Alexia Campocasso est une jeune ancienne élève de la section ASSP du Lycée Darche de la promotion de juillet 2021. Depuis quelques semaines, elle a accompli le rêve de sa vie professionnelle, à savoir travailler dans le secteur funéraire. Elle répond aujourd’hui à un entretien très enrichissant portant sur un début de carrière originale, à retrouver ci-dessous…

 

 

– Bonjour Alexia, comment vas-tu depuis le mois de juillet 2021, lorsque tu as appris l’obtention de ton Bac Pro ASSP option Structure ?

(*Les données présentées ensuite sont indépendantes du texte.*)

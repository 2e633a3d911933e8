//! Ledger transactions
//!
//! A `LedgerTxn` holds the locks for a fixed set of balance keys, stages
//! every mutation in memory and writes all dirty records with a single
//! `upsert_all`. Dropping a transaction that was never committed discards
//! its changes. A committed transaction can still be rolled back while its
//! locks are held, which is how the order engine undoes a ledger change when
//! the matching order write fails.

use rust_decimal::Decimal;
use std::collections::btree_map::Entry;
use std::collections::BTreeMap;
use tracing::{debug, warn};
use types::balance::Balance;
use types::errors::LedgerError;
use types::ids::{AssetName, BalanceKey, CustomerId};
use types::numeric::{ensure_positive, notional};
use types::order::Side;

use crate::locks::LockSet;
use crate::store::BalanceStore;

#[derive(Debug, Clone)]
struct Staged {
    original: Option<Balance>,
    current: Option<Balance>,
}

impl Staged {
    fn is_dirty(&self) -> bool {
        self.original != self.current
    }
}

/// Unit of work over a locked set of balance keys
pub struct LedgerTxn<'a, S: BalanceStore> {
    store: &'a S,
    cash_asset: &'a AssetName,
    locks: LockSet<BalanceKey>,
    staged: BTreeMap<BalanceKey, Staged>,
    committed: bool,
}

impl<'a, S: BalanceStore> LedgerTxn<'a, S> {
    pub(crate) fn new(store: &'a S, cash_asset: &'a AssetName, locks: LockSet<BalanceKey>) -> Self {
        Self {
            store,
            cash_asset,
            locks,
            staged: BTreeMap::new(),
            committed: false,
        }
    }

    /// Keys this transaction may touch
    pub fn keys(&self) -> &[BalanceKey] {
        self.locks.keys()
    }

    /// Current (staged) view of a balance
    pub fn balance(&mut self, key: &BalanceKey) -> Result<Option<Balance>, LedgerError> {
        Ok(self.slot(key)?.current.clone())
    }

    pub fn reserve(&mut self, key: &BalanceKey, amount: Decimal) -> Result<(), LedgerError> {
        self.existing(key)?.reserve(amount)
    }

    pub fn release(&mut self, key: &BalanceKey, amount: Decimal) -> Result<(), LedgerError> {
        let balance = self.existing(key)?;
        let clamped = balance.release(amount)?;
        if clamped {
            warn!(
                balance = %key,
                %amount,
                total = %balance.total,
                "release exceeded reserved amount; usable capped at total"
            );
        }
        Ok(())
    }

    /// Credit `amount`, creating the record when it does not exist yet.
    pub fn increase(&mut self, key: &BalanceKey, amount: Decimal) -> Result<(), LedgerError> {
        let slot = self.slot(key)?;
        match slot.current.as_mut() {
            Some(balance) => balance.increase(amount),
            None => {
                let amount =
                    ensure_positive("increase amount", amount).map_err(LedgerError::invalid_argument)?;
                slot.current = Some(Balance::new(
                    key.customer_id.clone(),
                    key.asset.clone(),
                    amount,
                ));
                Ok(())
            }
        }
    }

    pub fn decrease(&mut self, key: &BalanceKey, amount: Decimal) -> Result<(), LedgerError> {
        self.existing(key)?.decrease(amount)
    }

    /// Settle a matched order: debit the side that was reserved, credit the other.
    ///
    /// BUY pays `size * price` cash and receives `size` of the asset; SELL is
    /// the mirror image. The debit consumes the order's reservation.
    pub fn settle(
        &mut self,
        customer_id: &CustomerId,
        asset: &AssetName,
        side: Side,
        size: Decimal,
        price: Decimal,
    ) -> Result<(), LedgerError> {
        let value = notional(size, price).ok_or_else(|| {
            LedgerError::invalid_argument(format!("order value {} x {} overflows", size, price))
        })?;
        let asset_key = BalanceKey::new(customer_id.clone(), asset.clone());
        let cash_key = BalanceKey::new(customer_id.clone(), self.cash_asset.clone());

        let ((debit_key, debit), (credit_key, credit)) = match side {
            Side::BUY => ((cash_key, value), (asset_key, size)),
            Side::SELL => ((asset_key, size), (cash_key, value)),
        };

        self.existing(&debit_key)?.consume_reserved(debit)?;
        self.increase(&credit_key, credit)
    }

    /// Write every changed record in one batch. Locks stay held.
    pub fn commit(&mut self) -> Result<(), LedgerError> {
        if self.committed {
            return Err(LedgerError::invalid_state("ledger transaction already committed"));
        }

        let dirty: Vec<Balance> = self
            .staged
            .values()
            .filter(|staged| staged.is_dirty())
            .filter_map(|staged| staged.current.clone())
            .collect();
        if !dirty.is_empty() {
            self.store.upsert_all(&dirty)?;
        }

        self.committed = true;
        debug!(records = dirty.len(), "ledger transaction committed");
        Ok(())
    }

    /// Undo this transaction.
    ///
    /// Before commit this just discards staged changes. After commit it
    /// writes the original records back and removes the ones it created.
    pub fn rollback(&mut self) -> Result<(), LedgerError> {
        if !self.committed {
            self.staged.clear();
            return Ok(());
        }

        let mut restore = Vec::new();
        let mut created = Vec::new();
        for (key, staged) in self.staged.iter().filter(|(_, staged)| staged.is_dirty()) {
            match &staged.original {
                Some(original) => restore.push(original.clone()),
                None => created.push(key.clone()),
            }
        }

        if !restore.is_empty() {
            self.store.upsert_all(&restore)?;
        }
        for key in &created {
            self.store.remove(key)?;
        }

        warn!(
            restored = restore.len(),
            removed = created.len(),
            "committed ledger transaction rolled back"
        );
        self.staged.clear();
        self.committed = false;
        Ok(())
    }

    fn existing(&mut self, key: &BalanceKey) -> Result<&mut Balance, LedgerError> {
        self.slot(key)?
            .current
            .as_mut()
            .ok_or_else(|| LedgerError::AssetNotFound {
                customer_id: key.customer_id.clone(),
                asset: key.asset.clone(),
            })
    }

    fn slot(&mut self, key: &BalanceKey) -> Result<&mut Staged, LedgerError> {
        if !self.locks.covers(key) {
            return Err(LedgerError::invalid_state(format!(
                "balance {} is not locked by this transaction",
                key
            )));
        }
        if self.committed {
            return Err(LedgerError::invalid_state("ledger transaction already committed"));
        }

        match self.staged.entry(key.clone()) {
            Entry::Occupied(entry) => Ok(entry.into_mut()),
            Entry::Vacant(entry) => {
                let original = self.store.get(key)?;
                Ok(entry.insert(Staged {
                    current: original.clone(),
                    original,
                }))
            }
        }
    }
}

#[cfg(test)]
mod tests {
    use super::*;
    use crate::locks::KeyedLocks;
    use crate::store::InMemoryBalanceStore;

    fn key(customer: &str, asset: &str) -> BalanceKey {
        BalanceKey::new(
            CustomerId::try_new(customer).unwrap(),
            AssetName::try_new(asset).unwrap(),
        )
    }

    fn funded(total: u64) -> InMemoryBalanceStore {
        let k = key("CUST001", "TRY");
        InMemoryBalanceStore::with_balances([Balance::new(
            k.customer_id,
            k.asset,
            Decimal::from(total),
        )])
    }

    #[test]
    fn test_uncommitted_changes_are_discarded() {
        let store = funded(100);
        let locks = KeyedLocks::new();
        let cash = AssetName::cash();
        let k = key("CUST001", "TRY");

        {
            let mut txn = LedgerTxn::new(&store, &cash, locks.lock(k.clone()));
            txn.reserve(&k, Decimal::from(40)).unwrap();
            assert_eq!(txn.balance(&k).unwrap().unwrap().usable, Decimal::from(60));
        }

        assert_eq!(store.get(&k).unwrap().unwrap().usable, Decimal::from(100));
    }

    #[test]
    fn test_commit_writes_dirty_records() {
        let store = funded(100);
        let locks = KeyedLocks::new();
        let cash = AssetName::cash();
        let k = key("CUST001", "TRY");

        let mut txn = LedgerTxn::new(&store, &cash, locks.lock(k.clone()));
        txn.reserve(&k, Decimal::from(40)).unwrap();
        txn.commit().unwrap();

        assert_eq!(store.get(&k).unwrap().unwrap().usable, Decimal::from(60));
        assert!(txn.commit().is_err(), "double commit is rejected");
        assert!(txn.reserve(&k, Decimal::ONE).is_err(), "no mutation after commit");
    }

    #[test]
    fn test_rollback_after_commit_restores_and_removes() {
        let store = funded(10000);
        let locks = KeyedLocks::new();
        let cash = AssetName::cash();
        let customer = CustomerId::try_new("CUST001").unwrap();
        let aapl = AssetName::try_new("AAPL").unwrap();
        let try_key = key("CUST001", "TRY");
        let aapl_key = key("CUST001", "AAPL");
        let before = store.snapshot();

        let mut txn = LedgerTxn::new(
            &store,
            &cash,
            locks.lock_all([try_key.clone(), aapl_key.clone()]),
        );
        txn.reserve(&try_key, Decimal::from(1500)).unwrap();
        txn.settle(&customer, &aapl, Side::BUY, Decimal::from(10), Decimal::from(150))
            .unwrap();
        txn.commit().unwrap();
        assert_eq!(store.get(&aapl_key).unwrap().unwrap().total, Decimal::from(10));

        txn.rollback().unwrap();
        assert_eq!(store.snapshot(), before);
    }

    #[test]
    fn test_undeclared_key_is_rejected() {
        let store = funded(100);
        let locks = KeyedLocks::new();
        let cash = AssetName::cash();

        let mut txn = LedgerTxn::new(&store, &cash, locks.lock(key("CUST001", "TRY")));
        let err = txn.increase(&key("CUST001", "AAPL"), Decimal::ONE).unwrap_err();
        assert!(matches!(err, LedgerError::InvalidState { .. }));
    }

    #[test]
    fn test_settle_sell_credits_cash() {
        let k_aapl = key("CUST001", "AAPL");
        let store = InMemoryBalanceStore::with_balances([Balance::new(
            k_aapl.customer_id.clone(),
            k_aapl.asset.clone(),
            Decimal::from(50),
        )]);
        let locks = KeyedLocks::new();
        let cash = AssetName::cash();
        let k_try = key("CUST001", "TRY");

        let mut txn = LedgerTxn::new(&store, &cash, locks.lock_all([k_aapl.clone(), k_try.clone()]));
        txn.reserve(&k_aapl, Decimal::from(5)).unwrap();
        txn.settle(
            &k_aapl.customer_id,
            &k_aapl.asset,
            Side::SELL,
            Decimal::from(5),
            Decimal::from(200),
        )
        .unwrap();
        txn.commit().unwrap();

        let aapl = store.get(&k_aapl).unwrap().unwrap();
        assert_eq!(aapl.total, Decimal::from(45));
        assert_eq!(aapl.usable, Decimal::from(45));

        let cash_balance = store.get(&k_try).unwrap().unwrap();
        assert_eq!(cash_balance.total, Decimal::from(1000));
        assert_eq!(cash_balance.usable, Decimal::from(1000));
    }

    #[test]
    fn test_settle_without_debit_record_fails() {
        let store = InMemoryBalanceStore::new();
        let locks = KeyedLocks::new();
        let cash = AssetName::cash();
        let k_try = key("CUST009", "TRY");
        let k_aapl = key("CUST009", "AAPL");

        let mut txn = LedgerTxn::new(&store, &cash, locks.lock_all([k_try, k_aapl.clone()]));
        let err = txn
            .settle(&k_aapl.customer_id, &k_aapl.asset, Side::BUY, Decimal::ONE, Decimal::ONE)
            .unwrap_err();
        assert!(matches!(err, LedgerError::AssetNotFound { .. }));
    }
}
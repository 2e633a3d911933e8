//! Inbound request shapes
//!
//! What a thin API layer hands the engine. Identifiers arrive as raw strings
//! and are validated here, before any state is touched.

use chrono::{DateTime, Utc};
use rust_decimal::Decimal;
use serde::{Deserialize, Serialize};
use types::errors::OrderError;
use types::ids::{AssetName, CustomerId};
use types::order::Side;

/// Create-order request as received from a caller
#[derive(Debug, Clone, PartialEq, Serialize, Deserialize)]
pub struct CreateOrderRequest {
    pub customer_id: String,
    pub asset: String,
    pub side: Side,
    pub size: Decimal,
    pub price: Decimal,
}

impl CreateOrderRequest {
    pub fn new(
        customer_id: impl Into<String>,
        asset: impl Into<String>,
        side: Side,
        size: Decimal,
        price: Decimal,
    ) -> Self {
        Self {
            customer_id: customer_id.into(),
            asset: asset.into(),
            side,
            size,
            price,
        }
    }

    /// Typed identifiers, or `InvalidArgument` when either is blank.
    ///
    /// Size and price are checked when the order itself is built.
    pub fn identifiers(&self) -> Result<(CustomerId, AssetName), OrderError> {
        let customer_id = CustomerId::try_new(self.customer_id.as_str())
            .ok_or_else(|| OrderError::invalid_argument("customer id is required"))?;
        let asset = AssetName::try_new(self.asset.as_str())
            .ok_or_else(|| OrderError::invalid_argument("asset name is required"))?;
        Ok((customer_id, asset))
    }
}

/// Inclusive creation-time window for order listings
#[derive(Debug, Clone, Copy, PartialEq, Eq, Serialize, Deserialize)]
pub struct DateRange {
    pub from: DateTime<Utc>,
    pub to: DateTime<Utc>,
}

impl DateRange {
    pub fn new(from: DateTime<Utc>, to: DateTime<Utc>) -> Result<Self, OrderError> {
        if from > to {
            return Err(OrderError::invalid_argument(format!(
                "date range start {} is after end {}",
                from, to
            )));
        }
        Ok(Self { from, to })
    }

    /// Whether a Unix-nanosecond timestamp falls inside the window (both ends inclusive)
    pub fn contains(&self, created_at: i64) -> bool {
        let ts = DateTime::from_timestamp_nanos(created_at);
        self.from <= ts && ts <= self.to
    }
}
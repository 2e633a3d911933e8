//! Cross-checks between the ledger and the order book
//!
//! For every customer and asset, the reserved amount must equal the sum of
//! the reservations of that customer's PENDING orders, and every balance
//! must satisfy `0 <= usable <= total`.

use ledger::BalanceStore;
use order_engine::{Clock, OrderEngine, OrderStore};
use rust_decimal::Decimal;
use std::collections::BTreeMap;
use types::errors::OrderError;
use types::ids::{AssetName, CustomerId};

/// One broken invariant
#[derive(Debug, Clone, PartialEq)]
pub struct Violation {
    pub customer_id: CustomerId,
    pub asset: AssetName,
    pub detail: String,
}

/// Check every balance of `customers` against their pending orders.
pub fn audit<B, O, C>(
    engine: &OrderEngine<B, O, C>,
    customers: &[CustomerId],
) -> Result<Vec<Violation>, OrderError>
where
    B: BalanceStore,
    O: OrderStore,
    C: Clock,
{
    let cash = &engine.config().cash_asset;
    let mut violations = Vec::new();

    for customer_id in customers {
        let mut expected: BTreeMap<AssetName, Decimal> = BTreeMap::new();
        for order in engine.list_pending_orders_for(customer_id)? {
            let reservation = order.reservation(cash);
            *expected.entry(reservation.asset).or_default() += reservation.amount;
        }

        for balance in engine.list_balances(customer_id)? {
            if !balance.check_invariant() {
                violations.push(Violation {
                    customer_id: customer_id.clone(),
                    asset: balance.asset.clone(),
                    detail: format!("usable {} outside [0, {}]", balance.usable, balance.total),
                });
            }

            let pending = expected.remove(&balance.asset).unwrap_or_default();
            if balance.reserved() != pending {
                violations.push(Violation {
                    customer_id: customer_id.clone(),
                    asset: balance.asset.clone(),
                    detail: format!(
                        "reserved {} but pending orders hold {}",
                        balance.reserved(),
                        pending
                    ),
                });
            }
        }

        for (asset, amount) in expected {
            violations.push(Violation {
                customer_id: customer_id.clone(),
                asset,
                detail: format!("pending orders hold {} with no balance record", amount),
            });
        }
    }

    Ok(violations)
}

#[cfg(test)]
mod tests {
    use super::*;
    use order_engine::{CreateOrderRequest, EngineConfig, InMemoryOrderEngine};
    use types::order::Side;

    #[test]
    fn test_consistent_book_has_no_violations() {
        let engine = InMemoryOrderEngine::in_memory(EngineConfig::default());
        let customer = CustomerId::try_new("CUST001").unwrap();
        engine.deposit(&customer, &AssetName::cash(), Decimal::from(1000)).unwrap();
        engine
            .create_order(CreateOrderRequest::new("CUST001", "AAPL", Side::BUY, Decimal::ONE, Decimal::from(100)))
            .unwrap();

        assert!(audit(&engine, &[customer]).unwrap().is_empty());
    }

    #[test]
    fn test_reservation_without_order_is_reported() {
        let engine = InMemoryOrderEngine::in_memory(EngineConfig::default());
        let customer = CustomerId::try_new("CUST001").unwrap();
        engine.deposit(&customer, &AssetName::cash(), Decimal::from(1000)).unwrap();
        engine
            .ledger()
            .reserve(&customer, &AssetName::cash(), Decimal::from(10))
            .unwrap();

        let violations = audit(&engine, &[customer]).unwrap();
        assert_eq!(violations.len(), 1);
        assert!(violations[0].detail.contains("reserved 10"));
    }
}
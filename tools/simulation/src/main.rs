//! brokerage-sim: run the simulation scenarios and print or save the report

use anyhow::{bail, Context, Result};
use clap::{Parser, ValueEnum};
use simulation::config::SimulationConfig;
use simulation::export::{build_export, export_json, write_to_file};
use simulation::scenarios::ScenarioKind;
use std::path::PathBuf;
use tracing::{info, warn};

#[derive(Debug, Clone, Copy, PartialEq, Eq, ValueEnum)]
enum Scenario {
    All,
    Lifecycle,
    RandomFlow,
    Contention,
}

#[derive(Parser, Debug)]
#[command(name = "brokerage-sim")]
#[command(about = "Drive the brokerage ledger and order engine through simulated order flows")]
#[command(version)]
struct Cli {
    /// JSON configuration file; defaults are used when omitted
    #[arg(short, long, value_name = "FILE")]
    config: Option<PathBuf>,

    /// Write the JSON report here instead of stdout
    #[arg(short, long, value_name = "FILE")]
    output: Option<PathBuf>,

    #[arg(short, long, value_enum, default_value_t = Scenario::All)]
    scenario: Scenario,

    /// Override the random flow seed
    #[arg(long)]
    seed: Option<u64>,

    /// Override the number of random flow steps
    #[arg(long)]
    steps: Option<usize>,
}

fn main() -> Result<()> {
    tracing_subscriber::fmt()
        .with_env_filter(
            tracing_subscriber::EnvFilter::try_from_default_env()
                .unwrap_or_else(|_| tracing_subscriber::EnvFilter::new("info")),
        )
        .with_writer(std::io::stderr)
        .init();

    let cli = Cli::parse();

    let mut config = match &cli.config {
        Some(path) => SimulationConfig::from_file(path)?,
        None => SimulationConfig::default(),
    };
    if let Some(seed) = cli.seed {
        config.rng_seed = seed;
    }
    if let Some(steps) = cli.steps {
        config.random_steps = steps;
    }

    let kinds: Vec<ScenarioKind> = match cli.scenario {
        Scenario::All => ScenarioKind::ALL.to_vec(),
        Scenario::Lifecycle => vec![ScenarioKind::Lifecycle],
        Scenario::RandomFlow => vec![ScenarioKind::RandomFlow],
        Scenario::Contention => vec![ScenarioKind::Contention],
    };

    info!(scenarios = kinds.len(), seed = config.rng_seed, "starting simulation");
    let results: Vec<_> = kinds.into_iter().map(|kind| kind.run(&config)).collect();
    for result in results.iter().filter(|r| !r.passed) {
        warn!(scenario = %result.name, failures = ?result.failures, "scenario failed");
    }

    let export = build_export(&config, results);
    match &cli.output {
        Some(path) => {
            write_to_file(&export, path)
                .with_context(|| format!("writing report to {}", path.display()))?;
            info!(path = %path.display(), "report written");
        }
        None => println!("{}", export_json(&export)?),
    }

    if !export.passed {
        bail!("one or more scenarios failed");
    }
    Ok(())
}
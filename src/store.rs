use crate::domain::{FlowerAttributes, FlowerName, NewFlower, SavedFlower};
use chrono::{DateTime, Utc};
use sqlx::PgPool;
use sqlx::types::Json;
use uuid::Uuid;

/// Persistence seam over the `flowers` table.
pub struct FlowerStore {
    pool: PgPool,
}

#[derive(Debug, thiserror::Error)]
pub enum StoreError {
    #[error("Flower not found")]
    NotFound,
    #[error("Database error: {0}")]
    Backend(#[from] sqlx::Error),
}

impl FlowerStore {
    pub fn new(pool: PgPool) -> Self {
        Self { pool }
    }

    /// All saved flowers, newest first.
    pub async fn list_flowers(&self) -> Result<Vec<SavedFlower>, StoreError> {
        let rows = sqlx::query_as::<_, FlowerRow>(
            "select id, name, color, image_url, attributes, created_at
             from flowers
             order by created_at desc",
        )
        .fetch_all(&self.pool)
        .await?;

        Ok(rows.into_iter().map(SavedFlower::from).collect())
    }

    pub async fn insert_flower(&self, new_flower: &NewFlower) -> Result<SavedFlower, StoreError> {
        let row = sqlx::query_as::<_, FlowerRow>(
            "insert into flowers (name, color, image_url, attributes)
             values ($1, null, $2, $3)
             returning id, name, color, image_url, attributes, created_at",
        )
        .bind(new_flower.name.as_str())
        .bind(&new_flower.image_url)
        .bind(Json(&new_flower.attributes))
        .fetch_one(&self.pool)
        .await?;

        Ok(row.into())
    }

    pub async fn get_flower(&self, id: Uuid) -> Result<SavedFlower, StoreError> {
        let row = sqlx::query_as::<_, FlowerRow>(
            "select id, name, color, image_url, attributes, created_at
             from flowers
             where id = $1",
        )
        .bind(id)
        .fetch_optional(&self.pool)
        .await?;

        row.map(SavedFlower::from).ok_or(StoreError::NotFound)
    }

    pub async fn rename_flower(&self, id: Uuid, name: &FlowerName) -> Result<(), StoreError> {
        let result = sqlx::query("update flowers set name = $1 where id = $2")
            .bind(name.as_str())
            .bind(id)
            .execute(&self.pool)
            .await?;

        if result.rows_affected() == 0 {
            return Err(StoreError::NotFound);
        }
        Ok(())
    }

    pub async fn delete_flower(&self, id: Uuid) -> Result<(), StoreError> {
        sqlx::query("delete from flowers where id = $1")
            .bind(id)
            .execute(&self.pool)
            .await?;
        Ok(())
    }
}

#[derive(sqlx::FromRow)]
struct FlowerRow {
    id: Uuid,
    name: String,
    color: Option<String>,
    image_url: String,
    attributes: Json<FlowerAttributes>,
    created_at: DateTime<Utc>,
}

impl From<FlowerRow> for SavedFlower {
    fn from(row: FlowerRow) -> Self {
        SavedFlower {
            id: row.id,
            name: row.name,
            color: row.color,
            image_url: row.image_url,
            attributes: row.attributes.0,
            created_at: row.created_at,
        }
    }
}
use super::{not_found_page, parse_flower_id};
use crate::routes::common::{render_with_status, see_other};
use crate::routes::pages::{DetailPage, DetailState, FlowerView};
use crate::store::FlowerStore;
use actix_web::http::StatusCode;
use actix_web::{HttpResponse, web};
use askama_actix::TemplateToResponse;
use tracing::{error, info};

pub async fn delete_flower(
    store: web::Data<FlowerStore>,
    path: web::Path<(String,)>,
) -> HttpResponse {
    let Some(id) = parse_flower_id(&path.into_inner().0) else {
        return not_found_page();
    };

    match store.delete_flower(id).await {
        Ok(()) => {
            info!("Flower {id} deleted");
            see_other("/home")
        }
        Err(e) => {
            error!("Failed to delete flower {id}: {e}");
            // Stay on the detail screen with the failure inline.
            match store.get_flower(id).await {
                Ok(flower) => {
                    let mut view = FlowerView::new(&flower);
                    view.error = Some(format!("Failed to delete flower: {e}"));
                    DetailPage {
                        state: DetailState::Flower(view),
                    }
                    .to_response()
                }
                Err(_) => render_with_status(
                    StatusCode::INTERNAL_SERVER_ERROR,
                    &DetailPage {
                        state: DetailState::Error(format!("Failed to delete flower: {e}")),
                    },
                ),
            }
        }
    }
}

Je vais super bien. Merci ! (rires)

 

– Tout d’abord, deux questions qui me brûlent les lèvres… À quand remonte ce désir d’avoir voulu travailler dans le secteur du funéraire ? Et quelle en est l’origine ?

Je dois avouer que je « baigne » un peu « là-dedans » depuis mes douze ans ! En fait, c’est une sorte de « métier familial » depuis que mon père et mon oncle ont été conseillers funéraires et que mon grand-père était marbrier.

 

– Raconte-nous quel a été ton parcours professionnel après l’obtention du Bac Pro ASSP il y a bientôt deux ans…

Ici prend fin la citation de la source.